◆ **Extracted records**

= Beginning of Section =

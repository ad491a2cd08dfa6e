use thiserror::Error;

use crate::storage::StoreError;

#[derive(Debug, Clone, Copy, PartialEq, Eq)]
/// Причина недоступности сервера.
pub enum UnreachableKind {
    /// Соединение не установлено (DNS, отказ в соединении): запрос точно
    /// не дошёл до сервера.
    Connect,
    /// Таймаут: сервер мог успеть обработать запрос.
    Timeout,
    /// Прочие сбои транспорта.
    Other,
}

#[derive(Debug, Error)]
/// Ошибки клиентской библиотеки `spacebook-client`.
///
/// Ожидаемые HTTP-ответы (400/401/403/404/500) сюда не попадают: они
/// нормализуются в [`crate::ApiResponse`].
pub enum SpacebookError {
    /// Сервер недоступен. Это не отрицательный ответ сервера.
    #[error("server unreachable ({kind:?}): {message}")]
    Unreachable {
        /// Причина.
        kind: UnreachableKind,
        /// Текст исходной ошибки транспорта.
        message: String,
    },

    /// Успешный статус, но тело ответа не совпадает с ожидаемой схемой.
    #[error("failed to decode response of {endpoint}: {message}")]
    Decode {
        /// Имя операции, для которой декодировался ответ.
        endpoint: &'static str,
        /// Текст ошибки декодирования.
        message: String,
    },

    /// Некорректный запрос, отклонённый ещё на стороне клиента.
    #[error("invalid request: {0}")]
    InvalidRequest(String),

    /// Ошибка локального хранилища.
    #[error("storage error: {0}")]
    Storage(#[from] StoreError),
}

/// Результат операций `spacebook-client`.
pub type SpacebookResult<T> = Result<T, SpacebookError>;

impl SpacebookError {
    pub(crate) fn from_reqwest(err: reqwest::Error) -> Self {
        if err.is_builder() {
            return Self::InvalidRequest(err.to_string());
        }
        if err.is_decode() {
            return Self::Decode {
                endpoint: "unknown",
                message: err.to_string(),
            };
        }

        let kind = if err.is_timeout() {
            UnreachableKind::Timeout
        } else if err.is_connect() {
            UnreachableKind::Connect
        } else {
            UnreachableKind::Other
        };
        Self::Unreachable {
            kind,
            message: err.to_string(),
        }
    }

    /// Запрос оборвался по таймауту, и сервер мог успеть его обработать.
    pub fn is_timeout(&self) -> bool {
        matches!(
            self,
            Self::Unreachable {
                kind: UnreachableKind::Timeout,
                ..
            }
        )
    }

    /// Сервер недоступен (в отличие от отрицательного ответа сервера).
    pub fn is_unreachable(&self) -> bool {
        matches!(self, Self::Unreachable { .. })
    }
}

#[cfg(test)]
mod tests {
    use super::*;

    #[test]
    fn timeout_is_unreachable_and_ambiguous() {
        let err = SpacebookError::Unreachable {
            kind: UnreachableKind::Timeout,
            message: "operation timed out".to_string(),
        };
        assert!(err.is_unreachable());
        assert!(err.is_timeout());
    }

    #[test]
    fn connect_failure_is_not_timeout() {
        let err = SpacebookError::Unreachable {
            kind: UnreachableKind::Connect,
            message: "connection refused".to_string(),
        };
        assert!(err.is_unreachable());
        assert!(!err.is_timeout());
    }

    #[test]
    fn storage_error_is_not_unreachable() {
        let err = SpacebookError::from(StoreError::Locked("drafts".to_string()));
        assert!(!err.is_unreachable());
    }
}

= End of Section =

◆ **Task instructions**
Retype the data in full, precisely as given.

◆ **Answer space**
repository ad491a2cd08dfa6e
use thiserror::Error;

use crate::storage::StoreError;

#[derive(Debug, Clone, Copy, PartialEq, Eq)]
/// Причина недоступности сервера.
pub enum UnreachableKind {
    /// Соединение не установлено (DNS, отказ в соединении): запрос точно
    /// не дошёл до сервера.
    Connect,
    /// Таймаут: сервер мог успеть обработать запрос.
    Timeout,
    /// Прочие сбои транспорта.
    Other,
}

#[derive(Debug, Error)]
/// Ошибки клиентской библиотеки `spacebook-client`.
///
/// Ожидаемые HTTP-ответы (400/401/403/404/500) сюда не попадают: они
/// нормализуются в [`crate::ApiResponse`].
pub enum SpacebookError {
    /// Сервер недоступен. Это не отрицательный ответ сервера.
    #[error("server unreachable ({kind:?}): {message}")]
    Unreachable {
        /// Причина.
        kind: UnreachableKind,
        /// Текст исходной ошибки транспорта.
        message: String,
    },

    /// Успешный статус, но тело ответа не совпадает с ожидаемой схемой.
    #[error("failed to decode response of {endpoint}: {message}")]
    Decode {
        /// Имя операции, для которой декодировался ответ.
        endpoint: &'static str,
        /// Текст ошибки декодирования.
        message: String,
    },

    /// Некорректный запрос, отклонённый ещё на стороне клиента.
    #[error("invalid request: {0}")]
    InvalidRequest(String),

    /// Ошибка локального хранилища.
    #[error("storage error: {0}")]
    Storage(#[from] StoreError),
}

/// Результат операций `spacebook-client`.
pub type SpacebookResult<T> = Result<T, SpacebookError>;

impl SpacebookError {
    pub(crate) fn from_reqwest(err: reqwest::Error) -> Self {
        if err.is_builder() {
            return Self::InvalidRequest(err.to_string());
        }
        if err.is_decode() {
            return Self::Decode {
                endpoint: "unknown",
                message: err.to_string(),
            };
        }

        let kind = if err.is_timeout() {
            UnreachableKind::Timeout
        } else if err.is_connect() {
            UnreachableKind::Connect
        } else {
            UnreachableKind::Other
        };
        Self::Unreachable {
            kind,
            message: err.to_string(),
        }
    }

    /// Запрос оборвался по таймауту, и сервер мог успеть его обработать.
    pub fn is_timeout(&self) -> bool {
        matches!(
            self,
            Self::Unreachable {
                kind: UnreachableKind::Timeout,
                ..
            }
        )
    }

    /// Сервер недоступен (в отличие от отрицательного ответа сервера).
    pub fn is_unreachable(&self) -> bool {
        matches!(self, Self::Unreachable { .. })
    }
}

#[cfg(test)]
mod tests {
    use super::*;

    #[test]
    fn timeout_is_unreachable_and_ambiguous() {
        let err = SpacebookError::Unreachable {
            kind: UnreachableKind::Timeout,
            message: "operation timed out".to_string(),
        };
        assert!(err.is_unreachable());
        assert!(err.is_timeout());
    }

    #[test]
    fn connect_failure_is_not_timeout() {
        let err = SpacebookError::Unreachable {
            kind: UnreachableKind::Connect,
            message: "connection refused".to_string(),
        };
        assert!(err.is_unreachable());
        assert!(!err.is_timeout());
    }

    #[test]
    fn storage_error_is_not_unreachable() {
        let err = SpacebookError::from(StoreError::Locked("drafts".to_string()));
        assert!(!err.is_unreachable());
    }
}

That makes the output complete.